— Ache uma abertura e explore ela para conseguir derrotar o oponente. - Iduna dava as instruções enquanto Van e Eloy treinavam com espadas de madeira.

Havia se passado 1 mês e meio desde que Iduna e o grupo haviam voltado de Zugyara. Ela ainda precisou ficar em repouso por dois dias após a chegada por ordens médicas, então só pôde voltar a treinar com Van após esse período. Aproveitou para encontrar a pequena Yuka e sua amiga Mariko. Acabou encontrando também Eloy e Totoro que seguiram seu conselho e buscaram asilo junto a Guarda de Eel. Totoro e Yuka se tornaram amigas imediatamente e Mariko acabou adotando a pequena menina. Totoro tinha 8 anos e pele rosada, com cabelos brancos e olhos azuis. Ela também tinha orelhas levemente pontudas, o que fez Mariko supor que ela tinha algum antepassado elfo. Eloy ficou feliz da sua pequena irmãzinha ter uma nova mãe que cuidava dela, apesar de ele sentir saudades da pequena Totoro. Mas ele não se sentia à vontade junto a família de Yuka. Eloy tinha 15 anos e já vivia por conta própria desde que vivia na Terra. Ele morava nas ruas de Nova York e sabia se virar, por isso se adaptou bem a vida de criança de rua em Eldarya. Quando chegou no QG, quis virar recruta na guarda, imaginando que assim poderia proteger Totoro. Eloy era habilidoso para artes marciais e tinha a malandragem das ruas ao seu favor. Ele e Van acabaram se tornando amigos e rivais no campo de treinamento, sempre com supervisão de Iduna.

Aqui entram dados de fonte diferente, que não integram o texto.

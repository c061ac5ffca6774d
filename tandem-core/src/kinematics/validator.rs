//! Per-move boundary checks and Z speed limiting

use crate::error::MoveError;
use crate::motion::{Axis, Move};

use super::limits::AxisLimitTracker;

/// Boundary checker holding the Z axis velocity/acceleration limits
#[derive(Debug, Clone, Copy, PartialEq)]
#[cfg_attr(feature = "defmt", derive(defmt::Format))]
pub struct MotionValidator {
    max_z_velocity: f64,
    max_z_accel: f64,
}

impl MotionValidator {
    /// Create a validator from already-validated Z limits
    pub fn new(max_z_velocity: f64, max_z_accel: f64) -> Self {
        Self {
            max_z_velocity,
            max_z_accel,
        }
    }

    /// Maximum Z velocity in mm/s
    pub fn max_z_velocity(&self) -> f64 {
        self.max_z_velocity
    }

    /// Maximum Z acceleration in mm/s²
    pub fn max_z_accel(&self) -> f64 {
        self.max_z_accel
    }

    /// Check a pending move against the homed limits
    ///
    /// Pure XY moves are accepted unmodified. Moves with a Z component
    /// have their ceilings tightened so the Z share of the move stays
    /// within the Z axis limits.
    pub fn check_move(&self, limits: &AxisLimitTracker, mv: &mut Move) -> Result<(), MoveError> {
        if !limits.check_in_bounds(Axis::X, mv.axis_end(Axis::X))
            || !limits.check_in_bounds(Axis::Y, mv.axis_end(Axis::Y))
        {
            check_endstops(limits, mv)?;
        }
        if !mv.has_z() {
            return Ok(());
        }

        check_endstops(limits, mv)?;
        let z_ratio = mv.move_d / mv.axis_delta(Axis::Z).abs();
        mv.limit_speed(self.max_z_velocity * z_ratio, self.max_z_accel * z_ratio);
        Ok(())
    }
}

/// Reject the move if any axis it actually moves ends outside its limits
fn check_endstops(limits: &AxisLimitTracker, mv: &Move) -> Result<(), MoveError> {
    for axis in Axis::ALL {
        if mv.axis_delta(axis) == 0.0 || limits.check_in_bounds(axis, mv.axis_end(axis)) {
            continue;
        }
        let end_pos = mv.end_pos;
        return Err(if limits.is_homed(axis) {
            MoveError::Boundary { axis, end_pos }
        } else {
            MoveError::NotHomed { axis, end_pos }
        });
    }
    Ok(())
}

#[cfg(test)]
mod tests {
    use super::*;
    use proptest::prelude::*;

    fn homed_limits() -> AxisLimitTracker {
        let mut limits = AxisLimitTracker::new();
        limits.mark_homed(Axis::X, (0.0, 200.0));
        limits.mark_homed(Axis::Y, (0.0, 200.0));
        limits.mark_homed(Axis::Z, (0.0, 180.0));
        limits
    }

    fn validator() -> MotionValidator {
        MotionValidator::new(25.0, 500.0)
    }

    #[test]
    fn test_valid_xy_move_unmodified() {
        let limits = homed_limits();
        let mut mv = Move::new([0.0; 4], [10.0, 10.0, 0.0, 0.0], 100.0, 3000.0);
        assert!(validator().check_move(&limits, &mut mv).is_ok());
        assert_eq!(mv.max_velocity(), 100.0);
        assert_eq!(mv.accel(), 3000.0);
    }

    #[test]
    fn test_out_of_bounds_x() {
        let limits = homed_limits();
        let mut mv = Move::new([0.0; 4], [210.0, 10.0, 0.0, 0.0], 100.0, 3000.0);
        let err = validator().check_move(&limits, &mut mv).unwrap_err();
        assert!(matches!(err, MoveError::Boundary { axis: Axis::X, .. }));
        assert_eq!(err.end_pos(), [210.0, 10.0, 0.0, 0.0]);
    }

    #[test]
    fn test_out_of_bounds_y_min() {
        let limits = homed_limits();
        let mut mv = Move::new([0.0; 4], [10.0, -10.0, 0.0, 0.0], 100.0, 3000.0);
        let err = validator().check_move(&limits, &mut mv).unwrap_err();
        assert!(matches!(err, MoveError::Boundary { axis: Axis::Y, .. }));
    }

    #[test]
    fn test_out_of_bounds_z_max() {
        let limits = homed_limits();
        let mut mv = Move::new([0.0; 4], [10.0, 10.0, 190.0, 0.0], 100.0, 3000.0);
        let err = validator().check_move(&limits, &mut mv).unwrap_err();
        assert!(matches!(err, MoveError::Boundary { axis: Axis::Z, .. }));
    }

    #[test]
    fn test_unhomed_axes_report_not_homed() {
        let limits = AxisLimitTracker::new();
        for axis in Axis::ALL {
            let mut end = [0.0; 4];
            end[axis.index()] = 10.0;
            let mut mv = Move::new([0.0; 4], end, 100.0, 3000.0);
            let err = validator().check_move(&limits, &mut mv).unwrap_err();
            assert_eq!(err, MoveError::NotHomed { axis, end_pos: end });
        }
    }

    #[test]
    fn test_stationary_unhomed_axis_is_ignored() {
        // Y moves; X is unhomed but not moving
        let mut limits = AxisLimitTracker::new();
        limits.mark_homed(Axis::Y, (0.0, 200.0));
        let mut mv = Move::new([0.0, 0.0, 0.0, 0.0], [0.0, 50.0, 0.0, 0.0], 100.0, 3000.0);
        assert!(validator().check_move(&limits, &mut mv).is_ok());
    }

    #[test]
    fn test_homed_x_range() {
        let mut limits = AxisLimitTracker::new();
        limits.mark_homed(Axis::X, (-100.0, 100.0));

        let mut outside = Move::new([0.0; 4], [150.0, 0.0, 0.0, 0.0], 100.0, 3000.0);
        assert!(matches!(
            validator().check_move(&limits, &mut outside),
            Err(MoveError::Boundary { axis: Axis::X, .. })
        ));

        let mut inside = Move::new([0.0; 4], [50.0, 0.0, 0.0, 0.0], 100.0, 3000.0);
        assert!(validator().check_move(&limits, &mut inside).is_ok());
    }

    #[test]
    fn test_z_only_move_limits_speed() {
        let limits = homed_limits();
        let mut mv = Move::new([0.0; 4], [0.0, 0.0, 10.0, 0.0], 100.0, 3000.0);
        validator().check_move(&limits, &mut mv).unwrap();
        assert_eq!(mv.max_velocity(), 25.0);
        assert_eq!(mv.accel(), 500.0);
    }

    #[test]
    fn test_z_ratio_scaling() {
        let limits = homed_limits();
        let v = MotionValidator::new(5.0, 100.0);
        let mut mv = Move::new([0.0; 4], [30.0, 0.0, 10.0, 0.0], 100.0, 3000.0);
        v.check_move(&limits, &mut mv).unwrap();

        let z_ratio = 1000.0f64.sqrt() / 10.0;
        assert!((mv.max_velocity() - 5.0 * z_ratio).abs() < 1e-9);
        assert!((mv.max_velocity() - 15.81).abs() < 0.01);
        assert!((mv.accel() - 100.0 * z_ratio).abs() < 1e-9);
    }

    #[test]
    fn test_z_ratio_never_loosens() {
        let limits = homed_limits();
        let v = MotionValidator::new(5.0, 100.0);
        let mut mv = Move::new([0.0; 4], [30.0, 0.0, 10.0, 0.0], 10.0, 50.0);
        v.check_move(&limits, &mut mv).unwrap();
        assert_eq!(mv.max_velocity(), 10.0);
        assert_eq!(mv.accel(), 50.0);
    }

    #[test]
    fn test_rejected_move_keeps_ceilings() {
        let mut limits = homed_limits();
        limits.mark_unhomed(Axis::Z);
        let mut mv = Move::new([0.0; 4], [10.0, 10.0, 10.0, 0.0], 100.0, 3000.0);
        let err = validator().check_move(&limits, &mut mv).unwrap_err();
        assert!(matches!(err, MoveError::NotHomed { axis: Axis::Z, .. }));
        assert_eq!(mv.max_velocity(), 100.0);
        assert_eq!(mv.accel(), 3000.0);
    }

    proptest! {
        #[test]
        fn prop_unhomed_target_never_boundary(
            x in -500.0f64..500.0,
            y in -500.0f64..500.0,
            z in -500.0f64..500.0,
        ) {
            prop_assume!(x != 0.0 || y != 0.0 || z != 0.0);
            let limits = AxisLimitTracker::new();
            let mut mv = Move::new([0.0; 4], [x, y, z, 0.0], 100.0, 3000.0);
            let not_homed = matches!(
                validator().check_move(&limits, &mut mv),
                Err(MoveError::NotHomed { .. })
            );
            prop_assert!(not_homed);
        }

        #[test]
        fn prop_unhomed_z_never_boundary(z in -500.0f64..500.0) {
            prop_assume!(z != 0.0);
            let mut limits = homed_limits();
            limits.mark_unhomed(Axis::Z);
            let mut mv = Move::new([0.0; 4], [10.0, 10.0, z, 0.0], 100.0, 3000.0);
            let expected = MoveError::NotHomed {
                axis: Axis::Z,
                end_pos: [10.0, 10.0, z, 0.0],
            };
            prop_assert_eq!(validator().check_move(&limits, &mut mv), Err(expected));
        }
    }
}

As missões de patrulha e coleta haviam voltado a rotina de Iduna, as vezes com Van outras com Eloy e algumas os três juntos. Ela havia criado uma ligação com aqueles garotos, se sentia responsável por eles. Durante os treinos, pegava pesado com ambos e cobrava empenho. Após mais um dia de treino, foram para a cantina para uma merecida refeição. Conversavam sobre banalidades quando Matheus, Koori e Erika se aproximaram e se juntaram a eles para a refeição.

— Boa noite a todos. - Cumprimentou Erika. - Faz bastante tempo desde que conversamos, não é Iduna.

— Desde a missão e Zugyara, se não me engano. - Apontou Matheus. Iduna fez uma cara pensativa e constatou.

— É verdade, desde essa missão, não conseguimos nos encontrar, nem nas refeições.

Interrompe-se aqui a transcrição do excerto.